Eliza gasped and clapped in delight. “Yes! You must find excuses to be close with him! Remind him how fortunate he is to have such a beautiful wife, and he will be sure to fall madly in love with you.”
Lydia glanced from one friend to the other. “Surely you are not both serious…”
“As the grave,” Eliza replied. “More so.”
Marie nodded sagely, and when the music from the pianoforte turned into a jig, she pushed at Lydia’s back. “Quick, dance with the duke.”
“What if he doesn’t want to dance with me?!”
“If you ask him, he will not refuse. He is far too polite for that.” Marie nudged her again. “Go, quickly!”
Alexander turned as his wife approached, an expression of reluctance on her face he could hardly place.
In truth, he had been aware of her the entire evening, although he had attempted to ignore that awareness.
It was natural, he told himself, to be paying covert attention to one’s wife.

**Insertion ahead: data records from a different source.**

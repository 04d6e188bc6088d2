//! boardd - replicated bulletin-board daemon.
//!
//! Server nodes register with a membership authority, elect a coordinator
//! with the Bully algorithm, estimate clock skew Berkeley-style, and push
//! every accepted mutation to their peers on a best-effort basis. Clients
//! talk request/reply; publications fan out over a topic bus.

pub mod authority;
pub mod config;
pub mod error;
pub mod handlers;
pub mod http;
pub mod metrics;
pub mod network;
pub mod server;
pub mod state;
pub mod sync;
pub mod telemetry;

#[cfg(test)]
pub(crate) mod testing;

pub use crate::server::NodeServer;
pub use crate::state::Node;

/// Initialize the global tracing subscriber (`RUST_LOG`, default `info`).
pub fn init_tracing() {
    use tracing_subscriber::EnvFilter;

    tracing_subscriber::fmt()
        .with_env_filter(
            EnvFilter::try_from_default_env().unwrap_or_else(|_| EnvFilter::new("info")),
        )
        .with_target(true)
        .init();
}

Especially when said wife was giggling with her friends—giggling, he could only assume, about him.
A year ago, when he had encountered her shortly after watching her father pass into whatever lay beyond, he had not been especially struck by her beauty. He had been thinking of anything but her physical appearance.
This morning, when he had seen her again in her bedchamber, he had been shocked to discover she had bloomed like a shy night flower, auburn curls tumbling beside her face and her lush figure flatteringly draped in material he had been hard-pressed to ignore.
Now, dressed in a gown that shimmered in the candlelight and frequently caught against the rounded curve of her hip, he had to confess he had entirely misjudged her.
He had presumed her to be a shy, retiring, plain lady.
Instead, when he glanced into her hazel eyes, he suspected she had a secret temper to match her hair.
And now she was approaching him.
He ended his conversation with Godwin, who watched him with open and blatant amusement, as his wife came to stand before him, curtsying slightly.
“Husband,” she said, and although her voice was musical, he thought he detected a little resentment there.
Understandably.
“I told you to call me Alexander,” he answered.
She glanced down, her soft lashes casting half-moons on her cheeks. “Perhaps in time I will,” she murmured. “But we are not yet acquainted enough for that, Your Grace.”
He bit back his frustration. They would never be acquainted enough for that, but he hardly saw the point in bringing that up here. “Very well, Your Grace,” he replied in kind.
She glanced up then, that same resentment sharp in her eyes. “Dance with me,” she said.
A set was indeed forming at the center of the room. And as he looked down into her face, blazing with determination, he knew he couldn’t refuse her, even if he wanted to.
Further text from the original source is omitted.